The industry did recover, in part because of the continuing success of the Ogden Livestock Yards--at one time the 12th largest livestock yard in the United States. "The annual Golden Spike National Livestock Show drew so many visitors to Ogden that the Golden Spike Coliseum was constructed in 1926 at a cost of $100,000 to house it and other industry events," Murray M. Moler wrote. That same year the stockyards handled almost 1.5 million head of livestock, including sheep, hogs, cattle, and horses, and Utah packing plants produced 22 million pounds of fresh meat and meat products valued at $4 million. Some 75 carloads of meat and meat products were sent to southern California alone.

But the trucking of livestock directly from farms and ranches to feedlots and slaughter houses greatly affected Ogden's stockyards and major packing plant.

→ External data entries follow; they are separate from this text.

//! Rule errors.
//!
//! Parse and bind errors never abort model loading: the offending line is
//! kept as an unsatisfiable line and the error is reported as a diagnostic.
//! Evaluation errors never leave the evaluator; they are logged and turned
//! into `false`, `""` or `"0"`.

use datagen_core::ValueKind;
use thiserror::Error;

/// Malformed rule text.
#[derive(Debug, Clone, PartialEq, Error)]
pub enum ParseError {
    #[error("empty condition line")]
    EmptyLine,

    #[error("no comparison operator in '{0}'")]
    MissingOperator(String),

    #[error("empty column name in '{0}'")]
    EmptyColumn(String),

    #[error("link '{0}' must have the form target.attribute")]
    MalformedLink(String),

    #[error("empty {0} expression")]
    EmptyBody(&'static str),
}

/// A parsed rule that does not fit the model.
#[derive(Debug, Clone, PartialEq, Error)]
pub enum BindError {
    #[error("unknown column '{0}'")]
    UnknownColumn(String),

    #[error("literal '{literal}' is not a valid {kind}")]
    InvalidLiteral { literal: String, kind: ValueKind },

    #[error("link target '{target}' of type {kind} has no attribute '{attribute}'")]
    UnknownAttribute {
        target: String,
        kind: datagen_core::FieldKind,
        attribute: String,
    },

    #[error("link target '{0}' is not a city, name or csv field")]
    NotLinkable(String),
}

/// Failure while evaluating one line against one row.
#[derive(Debug, Clone, PartialEq, Error)]
pub enum EvalError {
    #[error("column '{0}' is not set in this row")]
    MissingColumn(String),

    #[error("'{value}' is not a valid {kind}")]
    InvalidNumber { value: String, kind: ValueKind },

    #[error("link target '{0}' does not hold a structured value")]
    NotStructured(String),

    #[error(transparent)]
    Expression(#[from] crate::expr::ExprError),
}

/// Any diagnostic produced while building a rule set.
#[derive(Debug, Clone, PartialEq, Error)]
pub enum RuleError {
    #[error("field '{field}', line '{line}': {source}")]
    Parse {
        field: String,
        line: String,
        #[source]
        source: ParseError,
    },

    #[error("field '{field}', line '{line}': {source}")]
    Bind {
        field: String,
        line: String,
        #[source]
        source: BindError,
    },
}

impl RuleError {
    /// The line text this diagnostic refers to.
    pub fn line(&self) -> &str {
        match self {
            RuleError::Parse { line, .. } | RuleError::Bind { line, .. } => line,
        }
    }
}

The Ogden Livestock Yards were reduced to a weekly auction and the city's packing houses to small operations. In that they followed a nationwide trend, according to Moler. Even the fabled Chicago stockyards closed as did those in many large metropolitan centers.

The livestock industry remains an important component in Utah's economy, but it is no longer "Ogden's financial backbone."

Sources: "Utah's Packing Industry," Utah Payroll Builder, November 1917; Jesse S. Richards, "Ogden: Industrial, Agricultural and Livestock Center, Utah Payroll Builder, July 1927; Ogden Packing & Provision Co. Creditor's Agreement, Dated February 24, 1920, pamphlet in Utah State Historical Society collections; Murray M. Moler, "A Century in the Livestock Trade," Ogden: Junction City, ed. Richard C. Roberts and Richard W. Sadler (Northridge, Calif: Windsor Publications, 1985).